後ろ姿が見えなくなるまで、樹と一緒に手を振る。


 正直なところ、母親の懸念はよく理解できた。樹は、他の子どもたちとはあまり遊ばず、よく柊奈乃の側にきて一緒にイラストを描いていた。柊奈乃がそれとなく子どもたちとの遊びを促したり、クラスみんなで一緒に遊ぶときも、緊張するのかどこか居心地が悪そうで、時間があれば柊奈乃のところへ画用紙とクレヨンを持ってきてマリーの絵を描いていた。


 保育園には、乳児クラスのときから過ごしてきた子どもたちも多くいたが、樹は3歳児クラスから保育園に入園してきた。そのため、子どもとはいえ、すでにある人間関係に入るのが難しかったり、本人の引っ込み思案もあったりですぐには打ち解けられないのだろう、と柊奈乃は考えていた。自分のペースでいい。ゆっくりと自分を出していければいいのだ、と。


 3歳児クラスは全部で定員ちょうどの25人だった。9時頃までには全員がそろい、いよいよ散歩と公園遊びへと向かう。

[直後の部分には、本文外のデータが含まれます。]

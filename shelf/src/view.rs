//! Bookmark list state shared by every renderer.
//!
//! DESIGN
//! ======
//! `BookmarkList` owns the local collection, the add-form draft, the single
//! row in edit mode, and the last error notice. Renderers (the server page,
//! the CLI watcher) read from it; store calls are made by the caller.
//!
//! A rejected add puts the typed values back in `draft` so the form comes back
//! filled in. A submitted edit goes through [`EditState::into_commit`], and only
//! [`EditCommit::Save`] leads to a store call.

use uuid::Uuid;

use crate::change::{ChangeEvent, apply_change};
use crate::model::{Bookmark, normalize_title, sort_newest_first};

/// The row currently in edit mode and its unsaved title.
#[derive(Debug, Clone, PartialEq, Eq)]
pub struct EditState {
    pub id: Uuid,
    pub title: String,
}

impl EditState {
    /// Decide what a submitted edit sends to the store. A title that trims
    /// to nothing cancels the edit.
    #[must_use]
    pub fn into_commit(self) -> EditCommit {
        match normalize_title(&self.title) {
            Some(title) => EditCommit::Save { id: self.id, title },
            None => EditCommit::Cancel { id: self.id },
        }
    }
}

/// What to do once an edit is submitted.
#[derive(Debug, Clone, PartialEq, Eq)]
pub enum EditCommit {
    /// Send `title` to the store for row `id`.
    Save { id: Uuid, title: String },
    /// The trimmed title was empty; leave the store untouched.
    Cancel { id: Uuid },
}

/// Unsaved add-form input.
#[derive(Debug, Clone, Default, PartialEq, Eq)]
pub struct Draft {
    pub title: String,
    pub url: String,
}

#[derive(Debug, Clone, Default)]
pub struct BookmarkList {
    items: Vec<Bookmark>,
    editing: Option<EditState>,
    pub draft: Draft,
    error: Option<String>,
}

impl BookmarkList {
    #[must_use]
    pub fn new() -> Self {
        Self::default()
    }

    /// Build from a fresh load, newest first.
    #[must_use]
    pub fn from_items(items: Vec<Bookmark>) -> Self {
        let mut list = Self::new();
        list.replace_all(items);
        list
    }

    /// Replace the collection with a full reload. Edit mode survives only if
    /// the row being edited is still present.
    pub fn replace_all(&mut self, mut items: Vec<Bookmark>) {
        sort_newest_first(&mut items);
        self.items = items;
        if let Some(id) = self.editing_id() {
            if self.get(id).is_none() {
                self.editing = None;
            }
        }
    }

    #[must_use]
    pub fn items(&self) -> &[Bookmark] {
        &self.items
    }

    #[must_use]
    pub fn len(&self) -> usize {
        self.items.len()
    }

    #[must_use]
    pub fn is_empty(&self) -> bool {
        self.items.is_empty()
    }

    #[must_use]
    pub fn get(&self, id: Uuid) -> Option<&Bookmark> {
        self.items.iter().find(|b| b.id == id)
    }

    /// Apply a realtime event. Deleting the row in edit mode ends the edit.
    pub fn apply(&mut self, event: ChangeEvent) {
        let deleted = match &event {
            ChangeEvent::Delete(key) => Some(key.id),
            _ => None,
        };
        apply_change(&mut self.items, event);
        if deleted.is_some() && deleted == self.editing_id() {
            self.editing = None;
        }
    }

    // =========================================================================
    // EDIT MODE
    // =========================================================================

    /// Put a row into edit mode, replacing any other row's edit.
    /// Returns `false` (and changes nothing) if the row is not present.
    pub fn start_edit(&mut self, id: Uuid) -> bool {
        let Some(row) = self.get(id) else {
            return false;
        };
        self.editing = Some(EditState { id, title: row.title.clone() });
        true
    }

    #[must_use]
    pub fn editing(&self) -> Option<&EditState> {
        self.editing.as_ref()
    }

    #[must_use]
    pub fn editing_id(&self) -> Option<Uuid> {
        self.editing.as_ref().map(|e| e.id)
    }

    #[must_use]
    pub fn is_editing(&self, id: Uuid) -> bool {
        self.editing_id() == Some(id)
    }

    // =========================================================================
    // ERRORS
    // =========================================================================

    pub fn set_error(&mut self, message: impl Into<String>) {
        self.error = Some(message.into());
    }

    #[must_use]
    pub fn error(&self) -> Option<&str> {
        self.error.as_deref()
    }
}

#[cfg(test)]
#[path = "view_test.rs"]
mod tests;
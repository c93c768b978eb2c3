//! Auth routes: OAuth sign-in, the redirect handler, logout, current user.
//!
//! DESIGN
//! ======
//! `GET /auth/callback` always answers `303 /bookmarks`, whatever happened.
//! On success the response carries fresh session cookies; on failure the
//! error is logged and the session gate bounces the browser back to `/`.
//! The code is exchanged at most once per request, so a replayed code fails
//! at the provider and takes the same redirect.

use axum::extract::{FromRef, Query, State};
use axum::http::StatusCode;
use axum::response::{IntoResponse, Json, Redirect, Response};
use axum_extra::extract::cookie::{Cookie, CookieJar, SameSite};
use serde::Deserialize;
use time::Duration;
use tracing::{info, warn};

use crate::config::SessionConfig;
use crate::services::identity::{self, AuthError};
use crate::services::session::{self, SessionTokens, SessionUser};
use crate::state::AppState;

pub const SESSION_COOKIE: &str = "session_token";
pub const REFRESH_COOKIE: &str = "refresh_token";
pub const OAUTH_STATE_COOKIE: &str = "oauth_state";

const OAUTH_STATE_TTL: Duration = Duration::minutes(10);

// =============================================================================
// COOKIES
// =============================================================================

fn base_cookie(name: &'static str, value: String, secure: bool) -> Cookie<'static> {
    Cookie::build((name, value))
        .path("/")
        .http_only(true)
        .same_site(SameSite::Lax)
        .secure(secure)
        .build()
}

/// Expire a cookie in the browser.
pub(crate) fn clear_cookie(name: &'static str, secure: bool) -> Cookie<'static> {
    let mut cookie = base_cookie(name, String::new(), secure);
    cookie.set_max_age(Duration::ZERO);
    cookie
}

/// Add the access and refresh cookies for `tokens` to `jar`.
pub(crate) fn with_session_cookies(jar: CookieJar, tokens: &SessionTokens, config: &SessionConfig) -> CookieJar {
    let mut access = base_cookie(SESSION_COOKIE, tokens.access_token.clone(), config.cookie_secure);
    access.set_max_age(config.access_ttl);
    let mut refresh = base_cookie(REFRESH_COOKIE, tokens.refresh_token.clone(), config.cookie_secure);
    refresh.set_max_age(config.refresh_ttl);
    jar.add(access).add(refresh)
}

pub(crate) fn cookie_value<'a>(jar: &'a CookieJar, name: &str) -> Option<&'a str> {
    jar.get(name).map(Cookie::value).filter(|v| !v.is_empty())
}

// =============================================================================
// AUTH EXTRACTOR
// =============================================================================

/// Authenticated user for a request.
/// Use as a handler parameter to require authentication.
///
/// Behind the session gate the user is already in request extensions; API
/// routes fall back to validating the `session_token` cookie. A lookup that
/// errors or exceeds the configured bound is treated as signed out.
pub struct AuthUser {
    pub user: SessionUser,
}

impl<S> axum::extract::FromRequestParts<S> for AuthUser
where
    AppState: FromRef<S>,
    S: Send + Sync,
{
    type Rejection = StatusCode;

    async fn from_request_parts(parts: &mut axum::http::request::Parts, state: &S) -> Result<Self, Self::Rejection> {
        if let Some(user) = parts.extensions.get::<SessionUser>() {
            return Ok(Self { user: user.clone() });
        }

        let jar = CookieJar::from_headers(&parts.headers);
        let token = cookie_value(&jar, SESSION_COOKIE).ok_or(StatusCode::UNAUTHORIZED)?;

        let app_state = AppState::from_ref(state);
        let lookup = session::validate_session(&app_state.pool, token);
        match tokio::time::timeout(app_state.sessions.lookup_timeout, lookup).await {
            Ok(Ok(Some(user))) => Ok(Self { user }),
            Ok(Ok(None)) => Err(StatusCode::UNAUTHORIZED),
            Ok(Err(e)) => {
                warn!(error = %e, "auth: session lookup failed");
                Err(StatusCode::UNAUTHORIZED)
            }
            Err(_) => {
                warn!("auth: session lookup timed out");
                Err(StatusCode::UNAUTHORIZED)
            }
        }
    }
}

// =============================================================================
// HANDLERS
// =============================================================================

/// `GET /auth/login`: redirect to the provider's authorization page.
pub async fn oauth_login(State(state): State<AppState>, jar: CookieJar) -> Response {
    let Some(provider) = &state.identity else {
        return (StatusCode::SERVICE_UNAVAILABLE, "OAuth not configured").into_response();
    };

    let oauth_state = session::generate_token();
    let url = match provider.authorize_url(&oauth_state) {
        Ok(url) => url,
        Err(e) => {
            tracing::error!(error = %e, "auth: cannot build authorization url");
            return (StatusCode::INTERNAL_SERVER_ERROR, "OAuth misconfigured").into_response();
        }
    };

    let mut cookie = base_cookie(OAUTH_STATE_COOKIE, oauth_state, state.sessions.cookie_secure);
    cookie.set_max_age(OAUTH_STATE_TTL);
    (jar.add(cookie), Redirect::temporary(&url)).into_response()
}

#[derive(Debug, Default, Deserialize)]
pub struct CallbackQuery {
    code: Option<String>,
    state: Option<String>,
    /// Set by the provider when the user denies consent.
    error: Option<String>,
}

#[derive(Debug, thiserror::Error)]
enum CallbackError {
    #[error("OAuth not configured")]
    NotConfigured,
    #[error("provider returned error: {0}")]
    Provider(String),
    #[error("missing authorization code")]
    MissingCode,
    #[error("oauth state mismatch")]
    StateMismatch,
    #[error(transparent)]
    Auth(#[from] AuthError),
    #[error("session creation failed: {0}")]
    Session(#[from] sqlx::Error),
}

/// `GET /auth/callback`: exchange the code for a session, then `303 /bookmarks`.
pub async fn oauth_callback(
    State(state): State<AppState>,
    jar: CookieJar,
    Query(params): Query<CallbackQuery>,
) -> Response {
    let result = complete_sign_in(&state, &jar, &params).await;
    let jar = jar.add(clear_cookie(OAUTH_STATE_COOKIE, state.sessions.cookie_secure));

    let jar = match result {
        Ok(tokens) => {
            info!(user_id = %tokens.user_id, "auth: signed in");
            with_session_cookies(jar, &tokens, &state.sessions)
        }
        Err(e) => {
            warn!(error = %e, "auth: callback failed");
            jar
        }
    };
    (jar, Redirect::to("/bookmarks")).into_response()
}

async fn complete_sign_in(
    state: &AppState,
    jar: &CookieJar,
    params: &CallbackQuery,
) -> Result<SessionTokens, CallbackError> {
    let provider = state.identity.as_ref().ok_or(CallbackError::NotConfigured)?;
    if let Some(error) = &params.error {
        return Err(CallbackError::Provider(error.clone()));
    }
    let code = params.code.as_deref().filter(|c| !c.is_empty()).ok_or(CallbackError::MissingCode)?;

    // Verify OAuth CSRF state before the code is spent.
    let expected = cookie_value(jar, OAUTH_STATE_COOKIE);
    if expected.is_none() || expected != params.state.as_deref() {
        return Err(CallbackError::StateMismatch);
    }

    let profile = provider.exchange_code(code).await?;
    let user_id = identity::upsert_user(&state.pool, &profile).await?;
    Ok(session::create_session(&state.pool, user_id, &state.sessions).await?)
}

/// `GET /login`: the landing page doubles as the login page.
pub async fn login_redirect() -> Redirect {
    Redirect::temporary("/")
}

/// `POST /auth/logout`: delete the session, clear cookies, `303 /`.
pub async fn logout(State(state): State<AppState>, jar: CookieJar) -> Response {
    let access = cookie_value(&jar, SESSION_COOKIE);
    let refresh = cookie_value(&jar, REFRESH_COOKIE);
    match session::delete_session(&state.pool, access, refresh).await {
        Ok(removed) => info!(removed, "auth: signed out"),
        Err(e) => warn!(error = %e, "auth: session delete failed"),
    }

    let secure = state.sessions.cookie_secure;
    let jar = jar.add(clear_cookie(SESSION_COOKIE, secure)).add(clear_cookie(REFRESH_COOKIE, secure));
    (jar, Redirect::to("/")).into_response()
}

/// `GET /api/auth/me`: return current user.
pub async fn me(auth: AuthUser) -> Json<SessionUser> {
    Json(auth.user)
}

#[cfg(test)]
#[path = "auth_test.rs"]
mod tests;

 柊奈乃は元気に笑顔で子どもたちの準備を手伝っていたが、心の中には少し不安もあった。昨夜、布団に入る前に復習したテキストの一文を思い出す。交通事故、それから遊具での遊び、熱中症にも気をつけなければいけない。


「堀先生、すみません……」


 部屋のドアを少し開けて申し訳なさそうに顔をのぞかせていたのは、クラスに関係なくフリーに動ける保育士だった。


「どうしましたか?」


 水筒を確認していた手を止めて立ち上がる。


「ちょっと1歳児クラスで具合悪い子が出ちゃって。私、ちょっとお散歩行くの難しいかなと思いまして」


「先生難しい?」


 判断を仰ぐ前に担当のベテラン先生が会話に入ってきた。


「うーん、そうなると先生3人? でも、子どもたちもう準備できちゃったし」


 このとき、心の中に抱いていた不安を率直に話せば、この後の最悪な事態はまた変わっていたのかもしれない。しかし、このとき柊奈乃は自分で考えることを放棄して、ベテランの先生に判断を委ねてしまっていた。新人の自分よりも経験豊富なベテランの先生の方が当然、正しい判断ができるだろうと。


 3歳児25人に対して、大人は3人。うち一人は経験の浅い新人。何もなければ問題はない。が、何かあれば緊急に対応できるのかどうか。柊奈乃は疑問を呑み込んで、準備を進めた。 


「樹くんは、堀先生と手をつないでね」


 まだクラスに馴染めていない樹は、柊奈乃の隣を歩くことになった。ところが、他の子どもたちから「いつきくんだけずるい!」とブーイングが出て、結局柊奈乃は樹ともう一人の園児に挟まれる形となった。


「それじゃあ、みんな出発!」


 拍手や歓声が口々に上がり、門を抜けて列を組んで歩道を歩く。一番後ろの列となった柊奈乃は、両隣を歩く2人と危ないから絶対に手を離さないこと、急に走り出さないことを約束した。


 まだ午前中というのにすでに日差しは強かった。神社前公園までは、歩いて10分くらいとそこまで遠くはなかったが、じっとりとしたこの暑さの中では疲れてしまう子も出てくるかもしれない。柊奈乃は付け加えて、何かあったらすぐに言ってねと伝えると、おしゃべりをしたり、歌を歌いながらゆったりとした歩幅で進んでいった。


 この時間帯でも車通りは多い。信号を渡るときや交差点を渡るときは声をかけ合いながら余裕を持って移動する。喧嘩する子がいたらなだめたり、よそ見をしていたら注意をしたりして20分ほどかけて公園へとたどり着いた。